BATON ROUGE, La. (BRPROUD) – Many cultures admire busy people and even romanticize an excessive devotion to work.

Anat Lechner, a professor at New York University, is quoted in a BBC News article on the subject. Lechner says, “We glorify the lifestyle, and the lifestyle is: you breathe something, you sleep with something, you wake up and work on it all day long, then you go to sleep. Again and again and again.”

Even in entertainment, characters who give their all to their careers are often idolized or viewed as inspirational.

But is it possible to be too busy?

Since the COVID-19 pandemic, a number of U.S. employees report struggling with feelings of extreme stress.

Between work-related anxiety, family duties, social responsibilities, and attempts to keep up with personal health and wellness, it does seem that an increasing number of people are overwhelmed by responsibilities.

Seven signs that you’re too busy

But what are the signs that a person’s to-do list has become too long?

According to experts at sites like Forbes and Balance through Simplicity, these may be indications that you are overwhelmed:

  • You find it difficult to concentrate because you have too much to think about.
  • After work, you still feel like you’re “on” in that you constantly check your work email or other work-based platforms.
  • Even though you’re exhausted at night, you have difficulty sleeping
  • You work overtime on a regular basis
  • You feel like you’re robotically going through the motions of everyday life; it’s as if you’re on autopilot
  • You’ve either lost or gained a significant amount of weight and you feel tired all the time
  • You’re becoming increasingly forgetful

It’s all too easy for someone experiencing these symptoms to assume they’re supposed to ignore what they’re feeling, push through, and continue to go above and beyond when it comes to their careers.

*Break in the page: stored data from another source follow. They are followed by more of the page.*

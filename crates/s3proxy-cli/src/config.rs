//! Proxy configuration

use std::time::Duration;
use thiserror::Error;

/// Default backend region
pub const DEFAULT_REGION: &str = "us-east-1";

/// Default listen port
pub const DEFAULT_PORT: &str = "8080";

/// Default listen host
pub const DEFAULT_HOST: &str = "0.0.0.0";

/// Fetch deadline used when `TIMEOUT` is not set
pub const DEFAULT_TIMEOUT: Duration = Duration::from_secs(10);

/// Configuration errors, all fatal at startup
#[derive(Error, Debug, PartialEq, Eq)]
pub enum ConfigError {
    #[error("No bucket name provided")]
    MissingBucket,
}

/// Raw, unvalidated settings as read from the command line and environment
#[derive(Clone, Debug, Default)]
pub struct ConfigSource {
    pub bucket: Option<String>,
    pub region: Option<String>,
    pub timeout: Option<String>,
    pub port: Option<String>,
    pub host: Option<String>,
    pub endpoint_url: Option<String>,
}

/// Resolved proxy configuration, immutable after startup
#[derive(Clone, Debug, PartialEq, Eq)]
pub struct ProxyConfig {
    /// Bucket every request reads from
    pub bucket: String,
    /// Backend region
    pub region: String,
    /// Per-request fetch deadline; `None` disables it
    pub timeout: Option<Duration>,
    /// Port to listen on
    pub port: String,
    /// Host to bind to
    pub host: String,
    /// Custom S3-compatible endpoint
    pub endpoint_url: Option<String>,
}

impl ProxyConfig {
    /// Apply defaults to `source`. Fails only when no bucket is given.
    pub fn resolve(source: ConfigSource) -> Result<Self, ConfigError> {
        let bucket = non_empty(source.bucket).ok_or(ConfigError::MissingBucket)?;

        Ok(Self {
            bucket,
            region: non_empty(source.region).unwrap_or_else(|| DEFAULT_REGION.to_string()),
            timeout: match non_empty(source.timeout) {
                Some(raw) => parse_timeout(&raw),
                None => Some(DEFAULT_TIMEOUT),
            },
            port: non_empty(source.port).unwrap_or_else(|| DEFAULT_PORT.to_string()),
            host: non_empty(source.host).unwrap_or_else(|| DEFAULT_HOST.to_string()),
            endpoint_url: non_empty(source.endpoint_url),
        })
    }

    /// Get the bind address
    pub fn bind_addr(&self) -> String {
        format!("{}:{}", self.host, self.port)
    }
}

/// Interpret a raw `TIMEOUT` value.
///
/// The integer counts nanoseconds, so small values give a near-instant
/// deadline. Anything that does not parse counts as `0`, and zero or a
/// negative count disables the deadline entirely.
pub fn parse_timeout(raw: &str) -> Option<Duration> {
    let nanos = raw.parse::<i64>().unwrap_or(0);
    u64::try_from(nanos)
        .ok()
        .filter(|n| *n > 0)
        .map(Duration::from_nanos)
}

fn non_empty(value: Option<String>) -> Option<String> {
    value.filter(|v| !v.is_empty())
}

But is that a healthy outlook?

The danger of ignoring symptoms of stress

According to an article from the Cleveland Clinic, one study indicates that, “working more than 55 hours can be attributed to coronary artery disease, a condition of recurring chest pain or discomfort and stroke.”

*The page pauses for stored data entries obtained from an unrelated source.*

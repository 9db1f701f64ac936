//! # s3proxy
//!
//! A small HTTP gateway that serves objects from a single S3 bucket.
//!
//! This crate provides:
//! - **`GET /getObject?key=...`**: returns the object's bytes
//! - **Deadlines**: a per-request fetch timeout answered with `408`
//! - **Access log**: one line per request, with the client IP resolved
//!   through `X-Forwarded-For` / `X-Real-Ip`
//!
//! ## Architecture
//!
//! ```text
//! ┌─────────────────────────────────────────────────────┐
//! │                    HTTP Clients                     │
//! └─────────────────────────┬───────────────────────────┘
//!                           │
//! ┌─────────────────────────▼───────────────────────────┐
//! │                       s3proxy                       │
//! ├─────────────────────────────────────────────────────┤
//! │   Trace Layer │ Access Log Middleware │ Router      │
//! ├─────────────────────────────────────────────────────┤
//! │                 get_object handler                  │
//! ├─────────────────────────────────────────────────────┤
//! │                    s3proxy-store                    │
//! │          (fetch_object, S3 / memory backends)       │
//! └─────────────────────────────────────────────────────┘
//! ```
//!
//! Status mapping: success is `200` with the raw object bytes, a fetch
//! deadline is `408`, and every other storage failure is `502`. Error
//! responses never carry a body.

pub mod access_log;
pub mod client_ip;
pub mod config;
pub mod error;
pub mod handlers;
pub mod middleware;
pub mod routes;
pub mod server;
pub mod state;

pub use config::{ConfigError, ConfigSource, ProxyConfig};
pub use error::ApiError;
pub use server::{run_server, run_server_with_shutdown, serve};
pub use state::AppState;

It adds that being overworked can cause the body’s cortisol levels to increase, which leads to brain fog, high blood pressure, and a number of additional health problems.

The article quotes a psychologist named Dr. Adam Borland who says, “It’s like a car trying to run with a very limited amount of gas in the tank. We’re expecting ourselves to perform physically and cognitively on such a high level but in reality, our reserves are tapped out.”

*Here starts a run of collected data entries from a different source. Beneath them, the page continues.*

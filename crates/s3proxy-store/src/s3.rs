//! Amazon S3 (and S3-compatible) object store

use crate::{ObjectStore, Result, StoreError};
use async_trait::async_trait;
use aws_config::BehaviorVersion;
use aws_sdk_s3::config::Region;
use aws_sdk_s3::error::{DisplayErrorContext, ProvideErrorMetadata, SdkError};
use aws_sdk_s3::operation::get_object::GetObjectError;
use aws_sdk_s3::Client;
use bytes::Bytes;
use tokio::sync::OnceCell;
use tracing::{debug, error, info};

/// S3 connection settings
#[derive(Clone, Debug)]
pub struct S3Config {
    /// Region the client is scoped to
    pub region: String,
    /// Custom endpoint (MinIO, LocalStack, ...); implies path-style addressing
    pub endpoint_url: Option<String>,
}

impl S3Config {
    /// Settings for the public AWS endpoint of `region`
    pub fn new(region: impl Into<String>) -> Self {
        Self {
            region: region.into(),
            endpoint_url: None,
        }
    }

    /// Point the client at a custom endpoint
    pub fn with_endpoint(mut self, endpoint_url: impl Into<String>) -> Self {
        self.endpoint_url = Some(endpoint_url.into());
        self
    }
}

/// Object store backed by the AWS S3 SDK.
///
/// The SDK client is built on first use and then shared by every request,
/// so connections are pooled by the SDK's HTTP client.
pub struct S3ObjectStore {
    config: S3Config,
    client: OnceCell<Client>,
}

impl S3ObjectStore {
    /// Create a store that builds its client lazily from `config`
    pub fn new(config: S3Config) -> Self {
        Self {
            config,
            client: OnceCell::new(),
        }
    }

    /// Wrap an already configured SDK client
    pub fn from_client(client: Client) -> Self {
        let region = client
            .config()
            .region()
            .map(|r| r.to_string())
            .unwrap_or_default();

        Self {
            config: S3Config::new(region),
            client: OnceCell::new_with(Some(client)),
        }
    }

    async fn client(&self) -> Result<&Client> {
        self.client
            .get_or_try_init(|| build_client(&self.config))
            .await
    }
}

async fn build_client(config: &S3Config) -> Result<Client> {
    if config.region.trim().is_empty() {
        return Err(StoreError::Session("no region configured".to_string()));
    }

    if let Some(endpoint) = &config.endpoint_url {
        if !(endpoint.starts_with("http://") || endpoint.starts_with("https://")) {
            return Err(StoreError::Session(format!(
                "invalid endpoint url: {endpoint}"
            )));
        }
    }

    let sdk_config = aws_config::defaults(BehaviorVersion::latest())
        .region(Region::new(config.region.clone()))
        .load()
        .await;

    let mut builder = aws_sdk_s3::config::Builder::from(&sdk_config);
    if let Some(endpoint) = &config.endpoint_url {
        builder = builder.endpoint_url(endpoint).force_path_style(true);
    }

    info!(region = %config.region, endpoint = ?config.endpoint_url, "S3 client initialized");

    Ok(Client::from_conf(builder.build()))
}

/// Map an SDK failure onto a [`StoreError`], logging service errors.
fn classify<R>(err: SdkError<GetObjectError, R>) -> StoreError
where
    R: std::fmt::Debug,
{
    match err {
        SdkError::ServiceError(context) => {
            let service_err = context.err();
            let code = service_err.code().unwrap_or("Unknown").to_string();
            let message = service_err.message().unwrap_or_default().to_string();
            error!(code = %code, message = %message, "Error from storage backend");
            StoreError::Backend { code, message }
        }
        other => StoreError::Dispatch(DisplayErrorContext(&other).to_string()),
    }
}

#[async_trait]
impl ObjectStore for S3ObjectStore {
    async fn connect(&self) -> Result<()> {
        self.client().await.map(|_| ())
    }

    async fn get_object(&self, bucket: &str, key: &str) -> Result<Bytes> {
        let client = self.client().await?;

        debug!(bucket = %bucket, key = %key, "GetObject");
        let output = client
            .get_object()
            .bucket(bucket)
            .key(key)
            .send()
            .await
            .map_err(classify)?;

        let body = output
            .body
            .collect()
            .await
            .map_err(|e| StoreError::Read(e.to_string()))?;

        Ok(body.into_bytes())
    }
}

But if the options of taking a long vacation or getting rid of the sources of one’s stress are not feasible, what can an overworked person do to maintain their health and wellness?

How to combat stress

According to Psychology Today, it may be helpful to:

  • Prioritize the most important aspects of life: Try removing non-essential activates from your daily to-do list
  • Learn to say ‘no’ more often: Saying no is not being unpolite , it’s a key aspect of making healthy choices
  • Avoid overloading your calendar: Consistently leave empty spaces for meaningful tasks and relaxation
  • Take a break in between tasks: After completing one responsibility, if possible, take a coffee/tea break before moving on to the next item on your to-do list.

Though some may believe it’s beneficial to remain busy at all times, this mindset is not encouraged by most healthcare professionals.